**DIRECTIONS FOR THIS TASK**
Beginning with the line that holds "in-memory runtime buffer" in the data below, give again every line through the one that holds "use dashboard_core::simulation::Simulation;", exactly as written.

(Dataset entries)
▽

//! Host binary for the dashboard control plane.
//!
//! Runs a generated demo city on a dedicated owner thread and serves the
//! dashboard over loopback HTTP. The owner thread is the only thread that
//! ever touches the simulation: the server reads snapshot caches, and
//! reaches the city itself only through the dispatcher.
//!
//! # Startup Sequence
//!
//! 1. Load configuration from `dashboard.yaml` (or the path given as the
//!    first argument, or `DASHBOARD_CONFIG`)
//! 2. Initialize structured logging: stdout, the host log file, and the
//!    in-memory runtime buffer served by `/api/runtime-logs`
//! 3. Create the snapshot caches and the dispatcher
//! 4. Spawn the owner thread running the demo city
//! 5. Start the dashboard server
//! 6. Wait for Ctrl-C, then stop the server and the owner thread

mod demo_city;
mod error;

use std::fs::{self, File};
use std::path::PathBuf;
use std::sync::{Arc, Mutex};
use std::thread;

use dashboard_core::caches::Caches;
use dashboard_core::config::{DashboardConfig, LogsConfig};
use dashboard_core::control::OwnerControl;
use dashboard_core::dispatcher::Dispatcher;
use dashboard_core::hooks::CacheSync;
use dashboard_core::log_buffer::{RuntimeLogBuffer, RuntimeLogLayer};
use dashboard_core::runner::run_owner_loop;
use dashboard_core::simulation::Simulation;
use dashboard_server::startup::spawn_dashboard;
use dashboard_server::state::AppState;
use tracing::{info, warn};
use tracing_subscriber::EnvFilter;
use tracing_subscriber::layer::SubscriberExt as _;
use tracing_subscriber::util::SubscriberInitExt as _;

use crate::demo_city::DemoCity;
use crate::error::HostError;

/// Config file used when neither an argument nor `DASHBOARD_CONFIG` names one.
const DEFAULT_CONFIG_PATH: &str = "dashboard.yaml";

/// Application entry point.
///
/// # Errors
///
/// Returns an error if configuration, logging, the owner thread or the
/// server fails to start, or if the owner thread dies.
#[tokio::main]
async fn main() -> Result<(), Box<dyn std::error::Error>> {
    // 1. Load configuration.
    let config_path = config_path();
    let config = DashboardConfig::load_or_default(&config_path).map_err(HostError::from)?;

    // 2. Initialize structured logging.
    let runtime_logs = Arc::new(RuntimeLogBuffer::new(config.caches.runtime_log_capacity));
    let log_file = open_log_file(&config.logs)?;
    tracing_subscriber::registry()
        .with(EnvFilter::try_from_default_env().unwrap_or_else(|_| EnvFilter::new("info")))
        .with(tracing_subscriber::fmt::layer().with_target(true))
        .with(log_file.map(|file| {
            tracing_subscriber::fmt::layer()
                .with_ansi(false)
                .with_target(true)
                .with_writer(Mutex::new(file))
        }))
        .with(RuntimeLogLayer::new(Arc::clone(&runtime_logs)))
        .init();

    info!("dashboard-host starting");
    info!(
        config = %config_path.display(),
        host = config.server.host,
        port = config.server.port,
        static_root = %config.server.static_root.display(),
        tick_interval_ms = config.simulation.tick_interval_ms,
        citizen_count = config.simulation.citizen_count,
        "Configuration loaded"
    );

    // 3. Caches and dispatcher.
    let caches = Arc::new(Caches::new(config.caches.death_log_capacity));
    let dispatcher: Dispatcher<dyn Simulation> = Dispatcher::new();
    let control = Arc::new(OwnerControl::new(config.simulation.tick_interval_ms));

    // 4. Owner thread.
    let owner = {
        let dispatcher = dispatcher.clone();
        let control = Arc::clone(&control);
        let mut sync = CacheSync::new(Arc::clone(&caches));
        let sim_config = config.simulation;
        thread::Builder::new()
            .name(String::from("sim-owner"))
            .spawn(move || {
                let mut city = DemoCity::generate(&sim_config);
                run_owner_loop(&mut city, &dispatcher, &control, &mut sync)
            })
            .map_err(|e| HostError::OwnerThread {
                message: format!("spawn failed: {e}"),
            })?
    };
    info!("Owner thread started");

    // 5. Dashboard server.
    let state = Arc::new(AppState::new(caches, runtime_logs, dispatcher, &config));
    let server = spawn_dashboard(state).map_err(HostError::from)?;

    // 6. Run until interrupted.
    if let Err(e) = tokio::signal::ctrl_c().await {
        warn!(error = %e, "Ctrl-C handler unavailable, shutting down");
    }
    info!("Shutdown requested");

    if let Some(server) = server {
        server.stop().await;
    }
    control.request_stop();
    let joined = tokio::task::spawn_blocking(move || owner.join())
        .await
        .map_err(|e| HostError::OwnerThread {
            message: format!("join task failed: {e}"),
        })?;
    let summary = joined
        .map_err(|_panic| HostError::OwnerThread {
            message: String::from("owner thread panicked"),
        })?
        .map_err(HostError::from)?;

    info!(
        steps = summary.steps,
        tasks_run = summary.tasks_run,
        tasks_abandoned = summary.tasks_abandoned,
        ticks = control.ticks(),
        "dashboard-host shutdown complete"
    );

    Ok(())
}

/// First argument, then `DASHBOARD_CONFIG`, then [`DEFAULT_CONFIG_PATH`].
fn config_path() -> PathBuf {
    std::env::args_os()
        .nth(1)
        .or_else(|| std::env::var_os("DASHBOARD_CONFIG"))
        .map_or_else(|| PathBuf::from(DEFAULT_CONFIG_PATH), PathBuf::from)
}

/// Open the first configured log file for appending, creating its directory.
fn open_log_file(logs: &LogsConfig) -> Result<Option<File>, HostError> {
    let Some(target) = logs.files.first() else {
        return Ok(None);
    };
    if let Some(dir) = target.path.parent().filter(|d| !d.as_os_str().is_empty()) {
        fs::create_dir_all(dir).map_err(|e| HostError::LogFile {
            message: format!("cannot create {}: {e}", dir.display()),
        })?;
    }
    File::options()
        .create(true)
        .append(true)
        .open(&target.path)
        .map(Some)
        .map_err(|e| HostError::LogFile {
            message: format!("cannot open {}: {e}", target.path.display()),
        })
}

△

**EXPECTED OUTPUT**
//!    in-memory runtime buffer served by `/api/runtime-logs`
//! 3. Create the snapshot caches and the dispatcher
//! 4. Spawn the owner thread running the demo city
//! 5. Start the dashboard server
//! 6. Wait for Ctrl-C, then stop the server and the owner thread

mod demo_city;
mod error;

use std::fs::{self, File};
use std::path::PathBuf;
use std::sync::{Arc, Mutex};
use std::thread;

use dashboard_core::caches::Caches;
use dashboard_core::config::{DashboardConfig, LogsConfig};
use dashboard_core::control::OwnerControl;
use dashboard_core::dispatcher::Dispatcher;
use dashboard_core::hooks::CacheSync;
use dashboard_core::log_buffer::{RuntimeLogBuffer, RuntimeLogLayer};
use dashboard_core::runner::run_owner_loop;
use dashboard_core::simulation::Simulation;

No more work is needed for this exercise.